Chris Allan, from Ajabu Advisors, has 30 years of experience working in social change, including designing, planning, implementing, and evaluating programmes around the globe. In the environmental justice field, he has organised and funded grassroots groups, national coalitions, and global alliances working on public participation in decision making about a wide range of environmental justice issues.
He has experience with designing, managing leading, and/or participating in evaluations in Kenya, Lesotho, Namibia, Rwanda, Tanzania, and Zimbabwe. He has also managed studies in Brazil and Central America, and a comparative study of environmental work at community and policy level in Ghana and Peru.

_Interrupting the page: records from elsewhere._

//! Delivery of stored notifications to their recipients.
//!
//! [`NotificationDelivery`] polls the notification store for undelivered
//! rows, emails every recipient through [`EmailDelivery`] when SMTP is
//! configured (otherwise it only logs), and marks each row delivered.

pub mod email;

use std::sync::Arc;
use std::time::Duration;

use pipewright_db::models::notification::Notification;
use pipewright_db::store::{NotificationStore, StoreResult};
use tokio_util::sync::CancellationToken;

use self::email::EmailDelivery;

/// Notifications fetched per poll.
const BATCH_SIZE: i64 = 100;

/// Background loop draining the notification store.
pub struct NotificationDelivery {
    store: Arc<dyn NotificationStore>,
    email: Option<EmailDelivery>,
    interval: Duration,
}

impl NotificationDelivery {
    pub fn new(
        store: Arc<dyn NotificationStore>,
        email: Option<EmailDelivery>,
        interval: Duration,
    ) -> Self {
        Self {
            store,
            email,
            interval,
        }
    }

    /// Run until `cancel` fires.
    pub async fn run(&self, cancel: CancellationToken) {
        tracing::info!(
            interval_ms = self.interval.as_millis() as u64,
            email_enabled = self.email.is_some(),
            "Notification delivery started"
        );
        let mut ticker = tokio::time::interval(self.interval);

        loop {
            tokio::select! {
                _ = cancel.cancelled() => {
                    tracing::info!("Notification delivery stopping");
                    break;
                }
                _ = ticker.tick() => {
                    if let Err(e) = self.deliver_pending().await {
                        tracing::error!(error = %e, "Notification delivery cycle failed");
                    }
                }
            }
        }
    }

    /// Deliver one batch of undelivered notifications. Returns how many were
    /// marked delivered.
    ///
    /// A notification that could not be emailed to every recipient stays
    /// undelivered and is retried on the next cycle.
    pub async fn deliver_pending(&self) -> StoreResult<usize> {
        let pending = self.store.list_undelivered(BATCH_SIZE).await?;
        let mut delivered = 0;

        for notification in pending {
            if !self.send(&notification).await {
                continue;
            }
            if self.store.mark_delivered(notification.id).await? {
                delivered += 1;
            }
        }

        Ok(delivered)
    }

    /// Returns `true` when every recipient was reached (or there is no mailer).
    async fn send(&self, notification: &Notification) -> bool {
        let Some(email) = &self.email else {
            tracing::info!(
                notification_id = notification.id,
                service_id = notification.service_id,
                event_name = %notification.event_name,
                stage = %notification.stage,
                recipients = ?notification.recipients,
                "Notification (email not configured)"
            );
            return true;
        };

        let mut all_sent = true;
        for recipient in &notification.recipients {
            if let Err(e) = email.deliver(recipient, notification).await {
                tracing::warn!(
                    error = %e,
                    notification_id = notification.id,
                    to = %recipient,
                    "Notification email failed"
                );
                all_sent = false;
            }
        }
        all_sent
    }
}

#[cfg(test)]
mod tests {
    use super::*;
    use pipewright_core::lifecycle::LifecycleStage;
    use pipewright_db::models::notification::NewNotification;
    use pipewright_db::MemoryStore;

    fn new_notification(service_id: i64) -> NewNotification {
        NewNotification {
            service_id,
            event_name: "done".into(),
            stage: LifecycleStage::SuccessfulProcessing,
            recipients: vec!["ops@example.org".into()],
            data: serde_json::json!({}),
        }
    }

    #[tokio::test]
    async fn without_smtp_notifications_are_logged_and_marked() {
        let store = Arc::new(MemoryStore::new());
        store.save(new_notification(1)).await.unwrap();
        store.save(new_notification(2)).await.unwrap();
        let delivery = NotificationDelivery::new(store.clone(), None, Duration::from_millis(10));

        assert_eq!(delivery.deliver_pending().await.unwrap(), 2);
        assert!(store.list_undelivered(10).await.unwrap().is_empty());
        assert_eq!(delivery.deliver_pending().await.unwrap(), 0);
    }

    #[tokio::test]
    async fn run_stops_on_cancel() {
        let store = Arc::new(MemoryStore::new());
        store.save(new_notification(1)).await.unwrap();
        let delivery = Arc::new(NotificationDelivery::new(
            store.clone(),
            None,
            Duration::from_millis(5),
        ));
        let cancel = CancellationToken::new();

        let handle = tokio::spawn({
            let delivery = delivery.clone();
            let cancel = cancel.clone();
            async move { delivery.run(cancel).await }
        });
        tokio::time::sleep(Duration::from_millis(30)).await;
        cancel.cancel();
        handle.await.unwrap();

        assert!(store.list_undelivered(10).await.unwrap().is_empty());
    }
}
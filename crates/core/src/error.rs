use crate::types::DbId;

#[derive(Debug, thiserror::Error)]
pub enum CoreError {
    #[error("Entity not found: {entity} with id {id}")]
    NotFound { entity: &'static str, id: DbId },

    #[error("Validation failed: {0}")]
    Validation(String),

    #[error("Conflict: {0}")]
    Conflict(String),

    #[error("Internal error: {0}")]
    Internal(String),
}
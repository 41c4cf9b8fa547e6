use pipewright_core::error::CoreError;
use pipewright_core::scheduling::ServiceState;
use pipewright_db::store::StoreError;

use crate::computation::ComputationError;

/// Error returned by engine management operations.
#[derive(Debug, thiserror::Error)]
pub enum EngineError {
    #[error(transparent)]
    Core(#[from] CoreError),

    #[error(transparent)]
    Store(#[from] StoreError),

    #[error("Invalid transition: {from} -> {to}")]
    InvalidTransition { from: ServiceState, to: ServiceState },

    #[error("I/O error: {0}")]
    Io(#[from] std::io::Error),
}

pub type EngineResult<T> = Result<T, EngineError>;

impl EngineError {
    pub fn validation(msg: impl Into<String>) -> Self {
        EngineError::Core(CoreError::Validation(msg.into()))
    }

    pub fn not_found(entity: &'static str, id: i64) -> Self {
        EngineError::Core(CoreError::NotFound { entity, id })
    }

    /// Whether the caller supplied something invalid (as opposed to an
    /// infrastructure failure).
    pub fn is_validation(&self) -> bool {
        matches!(
            self,
            EngineError::Core(CoreError::Validation(_))
                | EngineError::Store(StoreError::Validation(_))
                | EngineError::InvalidTransition { .. }
        )
    }
}

impl From<EngineError> for ComputationError {
    fn from(err: EngineError) -> Self {
        ComputationError::failed(err.to_string())
    }
}

impl From<StoreError> for ComputationError {
    fn from(err: StoreError) -> Self {
        ComputationError::failed(err.to_string())
    }
}
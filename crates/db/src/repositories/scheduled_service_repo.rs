//! Repository for the `scheduled_services` table.

use pipewright_core::types::{DbId, Timestamp};
use sqlx::PgPool;

use crate::models::scheduled::{NewScheduledService, ScheduledService, ScheduledServiceRow};
use crate::store::{StoreError, StoreResult};

/// Column list for `scheduled_services` queries.
const COLUMNS: &str = "id, name, description, service_name, service_priority, \
    service_queue_id, run_as, service_args, service_dictionary_args, service_resources, \
    cron_schedule, last_start_time, next_start_time, disabled";

/// Provides persistence for cron-scheduled service templates.
pub struct ScheduledServiceRepo;

impl ScheduledServiceRepo {
    pub async fn create(
        pool: &PgPool,
        input: &NewScheduledService,
        next_start_time: Option<Timestamp>,
    ) -> StoreResult<ScheduledService> {
        let corrupt = |e: serde_json::Error| StoreError::Corrupt(format!("scheduled service: {e}"));
        let query = format!(
            "INSERT INTO scheduled_services \
                (name, description, service_name, service_priority, service_queue_id, run_as, \
                 service_args, service_dictionary_args, service_resources, cron_schedule, \
                 next_start_time, disabled) \
             VALUES ($1, $2, $3, $4, $5, $6, $7, $8, $9, $10, $11, $12) \
             RETURNING {COLUMNS}"
        );
        let row = sqlx::query_as::<_, ScheduledServiceRow>(&query)
            .bind(&input.name)
            .bind(&input.description)
            .bind(&input.service_name)
            .bind(input.service_priority)
            .bind(&input.service_queue_id)
            .bind(&input.run_as)
            .bind(&input.service_args)
            .bind(serde_json::to_value(&input.service_dictionary_args).map_err(corrupt)?)
            .bind(serde_json::to_value(&input.service_resources).map_err(corrupt)?)
            .bind(&input.cron_schedule)
            .bind(next_start_time)
            .bind(input.disabled)
            .fetch_one(pool)
            .await?;
        ScheduledService::try_from(row)
    }

    pub async fn find_by_id(pool: &PgPool, id: DbId) -> StoreResult<Option<ScheduledService>> {
        let query = format!("SELECT {COLUMNS} FROM scheduled_services WHERE id = $1");
        sqlx::query_as::<_, ScheduledServiceRow>(&query)
            .bind(id)
            .fetch_optional(pool)
            .await?
            .map(ScheduledService::try_from)
            .transpose()
    }

    /// Enabled templates that are due or were never scheduled.
    pub async fn list_due(pool: &PgPool, now: Timestamp, limit: i64) -> StoreResult<Vec<ScheduledService>> {
        let query = format!(
            "SELECT {COLUMNS} FROM scheduled_services \
             WHERE NOT disabled AND (next_start_time IS NULL OR next_start_time <= $1) \
             ORDER BY next_start_time ASC NULLS FIRST, id ASC \
             LIMIT $2"
        );
        let rows = sqlx::query_as::<_, ScheduledServiceRow>(&query)
            .bind(now)
            .bind(limit)
            .fetch_all(pool)
            .await?;
        rows.into_iter().map(ScheduledService::try_from).collect()
    }

    /// Compare-and-set on `next_start_time`.
    pub async fn advance_schedule(
        pool: &PgPool,
        id: DbId,
        expected_next: Option<Timestamp>,
        started_at: Timestamp,
        next: Option<Timestamp>,
    ) -> StoreResult<bool> {
        let result = sqlx::query(
            "UPDATE scheduled_services \
             SET last_start_time = $3, next_start_time = $4 \
             WHERE id = $1 AND next_start_time IS NOT DISTINCT FROM $2",
        )
        .bind(id)
        .bind(expected_next)
        .bind(started_at)
        .bind(next)
        .execute(pool)
        .await?;
        Ok(result.rows_affected() > 0)
    }

    pub async fn set_disabled(pool: &PgPool, id: DbId, disabled: bool) -> StoreResult<bool> {
        let result = sqlx::query("UPDATE scheduled_services SET disabled = $2 WHERE id = $1")
            .bind(id)
            .bind(disabled)
            .execute(pool)
            .await?;
        Ok(result.rows_affected() > 0)
    }
}
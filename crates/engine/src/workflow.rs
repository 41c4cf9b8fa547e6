//! Workflow graph executor.
//!
//! A [`PipelineGenerator`] turns a target value into a [`WorkflowGraph`].
//! [`WorkflowExecutor`] is the composite processor that runs it: it takes
//! the per-target lock, persists the graph, submits one child service per
//! node that has to run, waits for them and reports the sink states.

use std::collections::{BTreeMap, BTreeSet};
use std::sync::Arc;
use std::time::Duration;

use pipewright_core::error::CoreError;
use pipewright_core::graph::{GraphSnapshot, NodeState, WorkflowGraph};
use pipewright_core::metadata::{ArgDescriptor, ArgKind, ProcessorMetadata};
use pipewright_core::scheduling::ServiceState;
use pipewright_core::types::{DbId, ServiceId};
use pipewright_db::models::service::{FieldUpdate, NewService, ServiceRecord};
use pipewright_db::models::workflow::NewWorkflow;
use pipewright_db::store::{ServiceStore, WorkflowStore};
use serde_json::{json, Map, Value};

use crate::computation::{suspend_until, Computation, ComputationError, Cond, FnCond};
use crate::context::ProcessingContext;
use crate::error::EngineResult;
use crate::registry::ServiceProcessor;

// ---------------------------------------------------------------------------
// Generator and config
// ---------------------------------------------------------------------------

/// Produces the graph for one pipeline target.
pub trait PipelineGenerator: Send + Sync + 'static {
    /// Registered processor name of the pipeline.
    fn name(&self) -> &str;

    fn generate(&self, target: &Value) -> Result<WorkflowGraph, CoreError>;

    /// Key of the lock serializing runs on the same target; `None` runs
    /// without a lock.
    fn lock_key(&self, target: &Value) -> Option<String> {
        Some(format!("{}:{}", self.name(), target))
    }
}

/// Per-run options, read from the executing record's dictionary args.
#[derive(Debug, Clone, Default, PartialEq)]
pub struct WorkflowConfig {
    /// Nodes to run even when their output exists.
    pub force: BTreeSet<String>,
    pub force_all: bool,
    pub poll_interval: Duration,
}

impl WorkflowConfig {
    pub fn from_args(args: &Map<String, Value>, default_poll: Duration) -> Self {
        let force = args
            .get("force")
            .and_then(Value::as_array)
            .map(|ids| {
                ids.iter()
                    .filter_map(Value::as_str)
                    .map(str::to_string)
                    .collect()
            })
            .unwrap_or_default();
        let force_all = args.get("forceAll").and_then(Value::as_bool).unwrap_or(false);
        let poll_interval = args
            .get("pollIntervalMs")
            .and_then(Value::as_u64)
            .map(Duration::from_millis)
            .unwrap_or(default_poll);
        Self {
            force,
            force_all,
            poll_interval,
        }
    }

    pub fn forces(&self, node_id: &str) -> bool {
        self.force_all || self.force.contains(node_id)
    }
}

// ---------------------------------------------------------------------------
// Executor
// ---------------------------------------------------------------------------

pub struct WorkflowExecutor {
    generator: Arc<dyn PipelineGenerator>,
    workflows: Arc<dyn WorkflowStore>,
}

impl WorkflowExecutor {
    pub fn new(generator: impl PipelineGenerator, workflows: Arc<dyn WorkflowStore>) -> Self {
        Self {
            generator: Arc::new(generator),
            workflows,
        }
    }
}

impl ServiceProcessor for WorkflowExecutor {
    fn metadata(&self) -> ProcessorMetadata {
        let name = self.generator.name();
        ProcessorMetadata::new(name, format!("Runs the '{name}' pipeline"))
            .with_arg(ArgDescriptor::required(
                "target",
                ArgKind::Any,
                "Target the pipeline is generated for",
            ))
            .with_arg(ArgDescriptor::optional(
                "force",
                ArgKind::List,
                "Node ids to run even when their output exists",
            ))
            .with_arg(ArgDescriptor::optional(
                "forceAll",
                ArgKind::Boolean,
                "Run every node",
            ))
            .with_arg(ArgDescriptor::optional(
                "pollIntervalMs",
                ArgKind::Integer,
                "Re-check interval while waiting for the lock and the nodes",
            ))
    }

    fn process(&self, ctx: ProcessingContext) -> Computation<Value> {
        let args = &ctx.record.dictionary_args;
        let target = args.get("target").cloned().unwrap_or(Value::Null);
        let config = WorkflowConfig::from_args(args, ctx.dependency_poll);
        let graph = match self.generator.generate(&target) {
            Ok(graph) => graph,
            Err(e) => {
                return Computation::failed(ComputationError::failed(format!(
                    "Cannot generate pipeline: {e}"
                )))
            }
        };

        let holder = format!("service:{}", ctx.service_id());
        let lock = match self.generator.lock_key(&target) {
            Some(key) => acquire_lock(self.workflows.clone(), key, holder, config.poll_interval)
                .map(Some),
            None => Computation::completed(None),
        };

        let run = WorkflowRun {
            ctx,
            workflows: self.workflows.clone(),
            name: self.generator.name().to_string(),
            graph,
            config,
        };
        lock.and_then(move |guard| {
            run.execute().map(move |result| {
                drop(guard);
                result
            })
        })
    }
}

// ---------------------------------------------------------------------------
// Lock
// ---------------------------------------------------------------------------

/// Held workflow lock; released when dropped, whichever way the run ends.
struct LockGuard {
    workflows: Arc<dyn WorkflowStore>,
    key: String,
    holder: String,
}

impl Drop for LockGuard {
    fn drop(&mut self) {
        let Ok(runtime) = tokio::runtime::Handle::try_current() else {
            tracing::warn!(lock = %self.key, "No runtime to release workflow lock");
            return;
        };
        let workflows = self.workflows.clone();
        let key = std::mem::take(&mut self.key);
        let holder = std::mem::take(&mut self.holder);
        runtime.spawn(async move {
            match workflows.unlock(&key, &holder).await {
                Ok(_) => tracing::debug!(lock = %key, holder = %holder, "Workflow lock released"),
                Err(e) => tracing::error!(error = %e, lock = %key, "Failed to release workflow lock"),
            }
        });
    }
}

fn acquire_lock(
    workflows: Arc<dyn WorkflowStore>,
    key: String,
    holder: String,
    poll: Duration,
) -> Computation<LockGuard> {
    let (w, k, h) = (workflows.clone(), key.clone(), holder.clone());
    suspend_until(
        FnCond(move || {
            let (workflows, key, holder) = (w.clone(), k.clone(), h.clone());
            async move {
                let held = workflows.try_lock(&key, &holder).await?;
                if !held {
                    tracing::debug!(lock = %key, "Workflow lock busy");
                }
                Ok::<_, ComputationError>(Cond {
                    state: (),
                    satisfied: held,
                })
            }
        }),
        poll,
    )
    .map(move |()| {
        tracing::debug!(lock = %key, holder = %holder, "Workflow lock acquired");
        LockGuard {
            workflows,
            key,
            holder,
        }
    })
}

// ---------------------------------------------------------------------------
// Run
// ---------------------------------------------------------------------------

struct WorkflowRun {
    ctx: ProcessingContext,
    workflows: Arc<dyn WorkflowStore>,
    name: String,
    graph: WorkflowGraph,
    config: WorkflowConfig,
}

/// What was submitted for one run.
struct Plan {
    workflow_id: DbId,
    node_services: BTreeMap<String, ServiceId>,
    skipped: BTreeSet<String>,
    sinks: Vec<String>,
}

impl WorkflowRun {
    fn execute(self) -> Computation<Value> {
        let ctx = self.ctx.clone();
        Computation::from_future(async move { Ok(self.submit_nodes().await?) }).and_then(
            move |plan: Plan| {
                let ids: Vec<ServiceId> = plan.node_services.values().copied().collect();
                let wait = if ids.is_empty() {
                    Computation::completed(Vec::new())
                } else {
                    ctx.wait_for_dependencies(ids)
                };
                wait.and_then(move |records| match conclude(&plan, &records) {
                    Ok(result) => Computation::completed(result),
                    Err(e) => Computation::failed(e),
                })
            },
        )
    }

    async fn submit_nodes(self) -> EngineResult<Plan> {
        let service_id = self.ctx.service_id();
        let workflow = self
            .workflows
            .save_workflow(NewWorkflow {
                name: self.name.clone(),
                service_id: Some(service_id),
                graph: self.graph.clone(),
            })
            .await?;
        self.ctx
            .store
            .update_field(service_id, FieldUpdate::WorkflowId(workflow.id))
            .await?;

        let mut node_services = BTreeMap::new();
        let mut skipped = BTreeSet::new();
        for node in self.graph.topological_order() {
            if node.existing_output.is_some() && !self.config.forces(&node.id) {
                self.workflows
                    .record_skipped_node(workflow.id, &node.id)
                    .await?;
                skipped.insert(node.id.clone());
                continue;
            }

            let mut child = NewService::new(&node.processor).with_args(node.args.clone());
            child.description = node.description.clone();
            child.dictionary_args = node.dictionary_args.clone();
            child.resources = node.resources.clone();
            child.workflow_id = Some(workflow.id);
            for upstream in self.graph.upstream(&node.id) {
                if let Some(&id) = node_services.get(upstream) {
                    child = child.depends_on(id);
                }
            }

            let record = self.ctx.submit_child(child).await?;
            self.workflows
                .record_node_service(workflow.id, &node.id, record.id())
                .await?;
            node_services.insert(node.id.clone(), record.id());
        }

        tracing::info!(
            service_id,
            workflow_id = workflow.id,
            submitted = node_services.len(),
            skipped = skipped.len(),
            "Workflow nodes submitted"
        );
        Ok(Plan {
            workflow_id: workflow.id,
            node_services,
            skipped,
            sinks: self.graph.sinks().iter().map(|n| n.id.clone()).collect(),
        })
    }
}

/// Result value of a finished run; fails if a submitted sink did not succeed.
fn conclude(plan: &Plan, records: &[ServiceRecord]) -> Result<Value, ComputationError> {
    let states: BTreeMap<ServiceId, ServiceState> =
        records.iter().map(|r| (r.id(), r.state)).collect();
    let mut sinks = Map::new();
    let mut failed = Vec::new();

    for sink in &plan.sinks {
        if plan.skipped.contains(sink) {
            sinks.insert(sink.clone(), json!({ "state": null, "skipped": true }));
            continue;
        }
        let service_id = plan.node_services.get(sink).copied();
        let state = service_id.and_then(|id| states.get(&id)).copied();
        if state != Some(ServiceState::Successful) {
            failed.push(format!(
                "{sink} ({})",
                state.map_or("UNKNOWN", ServiceState::as_str)
            ));
        }
        sinks.insert(
            sink.clone(),
            json!({ "serviceId": service_id, "state": state, "skipped": false }),
        );
    }

    if !failed.is_empty() {
        return Err(ComputationError::failed(format!(
            "Workflow {} sinks did not succeed: {}",
            plan.workflow_id,
            failed.join(", ")
        )));
    }
    Ok(json!({ "workflowId": plan.workflow_id, "sinks": sinks }))
}

// ---------------------------------------------------------------------------
// Snapshot
// ---------------------------------------------------------------------------

/// Nodes, edges and current node states of a stored workflow.
pub async fn workflow_snapshot(
    workflows: &dyn WorkflowStore,
    services: &dyn ServiceStore,
    workflow_id: DbId,
) -> EngineResult<Option<GraphSnapshot>> {
    let Some(workflow) = workflows.find_workflow(workflow_id).await? else {
        return Ok(None);
    };

    let mut states = BTreeMap::new();
    for node in workflow.graph.nodes() {
        let service_id = workflow.node_services.get(&node.id).copied();
        let state = match service_id {
            Some(id) => services.find_by_id(id).await?.map(|r| r.state),
            None => None,
        };
        states.insert(
            node.id.clone(),
            NodeState {
                service_id,
                state,
                skipped: workflow.skipped.contains(&node.id),
            },
        );
    }

    Ok(Some(GraphSnapshot {
        nodes: workflow.graph.nodes().to_vec(),
        edges: workflow.graph.edges().to_vec(),
        states,
    }))
}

He has a Master’s Degree in Social Change and Development from the Johns Hopkins University School of Advanced International Studies in Washington, DC, and a Bachelor’s Degree in Biology and African Studies from Wesleyan University. More information is available here.
A. Scott DuPree, a researcher and consultant for social movement support organizations, has worked in Mexico, Brazil, Southern Africa, Southeast Asia, and the United States. His interest in the power of social movements has led him to work with organizations that provide support to grassroots organizations moving forward initiatives related to social justice, human rights and the environment.
Scott has directed initiatives at the Synergos Institute (New York City), Conectas Human Rights (Sao Paulo, Brazil) and Global Greengrants Fund (Colorado). His Ph.D. from the Josef Korbel School for International Studies researched people’s power in Zimbabwe. He teaches master’s level and undergraduate courses on participatory development, movements and human rights at Regis University, University of Colorado Denver, and the Korbel School at the University of Denver.